Specific examples of the pH adjuster include phosphoric acid or a salt thereof (disodium hydrogen phosphate, sodium dihydrogen phosphate, dipotassium hydrogen phosphate, potassium dihydrogen phosphate, etc.); carbonic acid or a salt thereof (carbonic acid sodium hydrogen, sodium carbonate); citric acid or salts thereof (sodium citrate, sodium hydrogen citrate, etc.); acetic acid or salts thereof (potassium acetate, sodium acetate, etc.);
The concentration of the pH adjuster is preferably 7 mM or more and 30 mM or less, more preferably 7 mM or more and 20 mM or less, from the viewpoint of reducing the pH change of the silver ion detection reagent.
The mass of the pH adjuster is preferably 50 times or more and 200 times or less, more preferably 75 times or more and 125 times or less, that of dithizone, from the viewpoint of reducing the pH change of the silver ion detection reagent. .

Although the pH of the silver ion detection reagent of the present invention is not particularly limited, it is preferably between acidic and neutral. When an inspector manually detects and quantifies silver ions, it is preferably neutral from the viewpoint of ease of handling of the silver ion detection reagent.

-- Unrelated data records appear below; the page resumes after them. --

//! The error pipeline.
//!
//! Every error a handler returns (or a panic it raises) ends up in
//! [`ErrorPipeline::invoke`]. With no custom handler installed the
//! default handler logs the error once and, if the response can still be
//! written, answers `500 Internal Error`. A custom handler replaces that
//! behavior; if the custom handler itself fails, the default runs instead.
//!
//! Errors never escape the pipeline: secondary failures while writing the
//! 500 are swallowed because writes on a finished or aborted response are
//! no-ops.

use std::cell::RefCell;
use std::fmt;
use std::rc::Rc;

use futures_util::future::LocalBoxFuture;
use futures_util::FutureExt;
use http::StatusCode;
use rivet_core::callback::{Callback, Invocation};
use rivet_telemetry::metrics;
use tracing::error;

use crate::request::Request;
use crate::response::Response;

/// Body written by the default handler.
pub const INTERNAL_ERROR_BODY: &str = "Internal Error";

/// Arguments of a custom error handler.
///
/// The response and request are present for errors raised while handling
/// an HTTP request, and absent for WebSocket and lifecycle errors.
pub type ErrorArgs = (Rc<anyhow::Error>, Option<Response>, Option<Request>);

/// Where an error was raised.
#[derive(Debug, Clone, Copy, PartialEq, Eq, Hash)]
pub enum ErrorSource {
    /// An HTTP route, abort or cork handler.
    Request,
    /// A WebSocket event handler.
    WebSocket,
    /// A startup or shutdown hook.
    Lifecycle,
}

impl ErrorSource {
    /// Label used in logs and metrics.
    pub const fn as_str(self) -> &'static str {
        match self {
            Self::Request => "request",
            Self::WebSocket => "websocket",
            Self::Lifecycle => "lifecycle",
        }
    }

    /// Line the default handler logs for an error from this source.
    pub const fn uncaught_message(self) -> &'static str {
        match self {
            Self::Request => "uncaught error in request handler",
            Self::WebSocket => "uncaught error in websocket handler",
            Self::Lifecycle => "uncaught error in lifecycle hook",
        }
    }
}

impl fmt::Display for ErrorSource {
    fn fmt(&self, f: &mut fmt::Formatter<'_>) -> fmt::Result {
        f.write_str(self.as_str())
    }
}

/// Dispatches errors to the custom handler or the default one.
#[derive(Clone, Default)]
pub struct ErrorPipeline {
    handler: Rc<RefCell<Option<Callback<ErrorArgs>>>>,
}

impl ErrorPipeline {
    /// A pipeline that uses the default handler.
    pub fn new() -> Self {
        Self::default()
    }

    /// Installs or removes the custom handler.
    pub fn set_handler(&self, handler: Option<Callback<ErrorArgs>>) {
        *self.handler.borrow_mut() = handler;
    }

    /// `true` if a custom handler is installed.
    pub fn has_handler(&self) -> bool {
        self.handler.borrow().is_some()
    }

    /// Handles one error.
    ///
    /// Returns the remainder of the work when the custom handler is a
    /// task; the caller decides whether to await or spawn it.
    pub fn invoke(
        &self,
        source: ErrorSource,
        error: anyhow::Error,
        res: Option<Response>,
        req: Option<Request>,
    ) -> Option<LocalBoxFuture<'static, ()>> {
        metrics::record_handler_error(source.as_str());
        let error = Rc::new(error);
        let handler = self.handler.borrow().clone();
        let Some(handler) = handler else {
            default_handler(source, &error, res.as_ref(), None);
            return None;
        };

        match handler.invoke((Rc::clone(&error), res.clone(), req)) {
            Invocation::Done(Ok(())) => None,
            Invocation::Done(Err(failure)) => {
                default_handler(source, &error, res.as_ref(), Some(&failure));
                None
            }
            Invocation::Pending(fut) => Some(
                async move {
                    if let Err(failure) = fut.await {
                        default_handler(source, &error, res.as_ref(), Some(&failure));
                    }
                }
                .boxed_local(),
            ),
        }
    }
}

impl fmt::Debug for ErrorPipeline {
    fn fmt(&self, f: &mut fmt::Formatter<'_>) -> fmt::Result {
        f.debug_struct("ErrorPipeline")
            .field("custom", &self.has_handler())
            .finish()
    }
}

/// Logs `error` once and answers `500` if the response is still open.
pub fn default_handler(
    source: ErrorSource,
    error: &anyhow::Error,
    res: Option<&Response>,
    handler_failure: Option<&anyhow::Error>,
) {
    match handler_failure {
        Some(failure) => error!(
            source = %source,
            error = %format!("{error:#}"),
            handler_error = %format!("{failure:#}"),
            "{}",
            source.uncaught_message()
        ),
        None => error!(
            source = %source,
            error = %format!("{error:#}"),
            "{}",
            source.uncaught_message()
        ),
    }
    if let Some(res) = res {
        if !res.has_responded() {
            res.write_status(StatusCode::INTERNAL_SERVER_ERROR)
                .end(INTERNAL_ERROR_BODY);
        }
    }
}
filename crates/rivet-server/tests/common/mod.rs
//! Shared setup for the server integration tests.

#![allow(dead_code)]

use std::rc::Rc;

use rivet_core::transport::ListenOptions;
use rivet_server::{App, AppOptions};
use rivet_test::LoopbackEngine;

/// Reactor iterations that let every short task chain settle.
const SETTLE_TICKS: usize = 8;

pub struct Harness {
    pub app: App,
    pub engine: Rc<LoopbackEngine>,
}

impl Harness {
    /// Polls the engine and runs ready tasks a few times.
    pub fn pump(&self) {
        for _ in 0..SETTLE_TICKS {
            self.app.poll_once();
        }
    }
}

/// An app with default options, configured by `configure`, listening.
pub fn harness(configure: impl FnOnce(&mut App)) -> Harness {
    harness_with(AppOptions::default(), configure)
}

pub fn harness_with(options: AppOptions, configure: impl FnOnce(&mut App)) -> Harness {
    let engine = LoopbackEngine::new();
    let mut app = App::with_options(engine.clone(), options).expect("app");
    configure(&mut app);
    app.listen(ListenOptions::port(0), |_| {}).expect("listen");
    Harness { app, engine }
}
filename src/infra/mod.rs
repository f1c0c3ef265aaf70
//! Infrastructure layer

pub mod storage;
//! API layer

pub mod rest;
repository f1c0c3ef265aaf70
//! Product Catalog Service
//!
//! A paginated HTTP CRUD API over a relational products table: offset
//! paged listing, get-by-id, create, update, and delete. The crate is
//! layered into contract (pure models and errors), domain (repository
//! contracts and validation), infra (SeaORM storage), and api (axum
//! REST surface).

// Public exports
pub mod contract;
pub use contract::{Product, ProductDraft, ProductFields, ProductsError};

// Internal modules (hidden from public API)
#[doc(hidden)]
pub mod api;
#[doc(hidden)]
pub mod config;
#[doc(hidden)]
pub mod domain;
#[doc(hidden)]
pub mod infra;
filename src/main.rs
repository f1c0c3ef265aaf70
//! Process entry point - configuration, database bootstrap, HTTP serve

use axum::Router;
use clap::Parser;
use product_api::api::rest::routes::register_routes;
use product_api::config::AppConfig;
use product_api::domain::repository::ProductRepository;
use product_api::infra::storage;
use product_api::infra::storage::repositories::SeaOrmProductRepository;
use std::path::PathBuf;
use std::sync::Arc;
use tracing_subscriber::EnvFilter;

#[derive(Debug, Parser)]
#[command(name = "product-api", version, about = "Paginated product catalog CRUD service")]
struct Args {
    /// Path to the YAML configuration file.
    #[arg(short, long, default_value = "config.yaml")]
    config: PathBuf,
}

#[tokio::main]
async fn main() -> anyhow::Result<()> {
    let args = Args::parse();

    tracing_subscriber::fmt()
        .with_env_filter(
            EnvFilter::try_from_default_env().unwrap_or_else(|_| EnvFilter::new("info")),
        )
        .init();

    let config = AppConfig::load(&args.config)?;

    let db = Arc::new(storage::connect(&config.database).await?);
    let repository: Arc<dyn ProductRepository> = Arc::new(SeaOrmProductRepository::new(db));

    let router = register_routes(Router::new(), repository);

    let listener = tokio::net::TcpListener::bind(&config.bind_addr).await?;
    tracing::info!(addr = %config.bind_addr, "product api listening");
    axum::serve(listener, router).await?;

    Ok(())
}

It is preferably no more than 6.5 or more, and more preferably 6.5 or more and 7.5 or less. When precise detection and quantification of silver ions is required, it is preferably acidic from the viewpoint of making it easier to distinguish the coloration state of the silver ion detection reagent. It is preferably less than, more preferably 0 or more and 3.0 or less.

<Other additives>
Additives such as antioxidants and metal sealants can be used in the silver ion detection reagent of the present invention in addition to the above-described essential components within a range that does not impair the effects of the present invention.

The method for producing the silver ion detection reagent of the present invention is not particularly limited, and examples thereof include a method of mixing and stirring dithizone, an organic solvent, a pH adjuster, and desired additives together.

[Method for detecting silver ions]
The present invention is a method for detecting silver ions present inside or on the surface of a detection target,
The present invention relates to a method for detecting silver ions, comprising the steps of contacting the above-mentioned silver ion detection reagent with an object to be detected, and determining whether or not the silver ion detection reagent undergoes coloration after the contacting step.
Each step will be described below.

<Contact process>
In the contacting step, the silver ion detection reagent and the detection target are brought into contact.
Objects to be detected include antibacterial and / or antiviral processed products, such as train and bus straps, handrails such as corridors and escalators, elevator buttons, doorknobs, and other items that are touched by an unspecified number of people. Examples include textile products such as clothing, household appliances such as refrigerators and air conditioners, ceiling materials, tiles, glass, wallpaper, wall materials, and building materials such as floors.

Examples of the method of bringing the silver ion detection reagent and the detection target into contact include a method of applying the silver ion detection reagent to the detection target using a cotton swab or a brush, and a method of dropping or spraying the silver ion detection reagent onto the detection target. and a method of immersing an object to be detected in a silver ion detection reagent.
Alternatively, the detection target or a portion thereof is dissolved in water or an organic solvent, etc., the dissolved detection target or a portion thereof and the silver ion detection reagent are mixed, and the silver ion detection reagent and the detection target are brought into contact. You may let

Further, in the detection method of the present invention, the following determination step may be performed after repeating the contact step multiple times.

<Judgment process>
In the determination step, it is determined whether or not the silver ion detection reagent undergoes coloration after the contact step.
Methods for determining the presence or absence of coloration of the silver ion detection reagent after the contacting step include, for example, determination by human visual observation, determination by color tone analysis using an image analyzer, and wavelength measurement using an optical analyzer. and the like.
The presence or absence of coloration of the silver ion detection reagent is determined, for example, within 1 to 20 minutes, within 3 to 15 minutes, or within 5 to 10 minutes after contact between the silver ion detection reagent and the detection target. can be implemented.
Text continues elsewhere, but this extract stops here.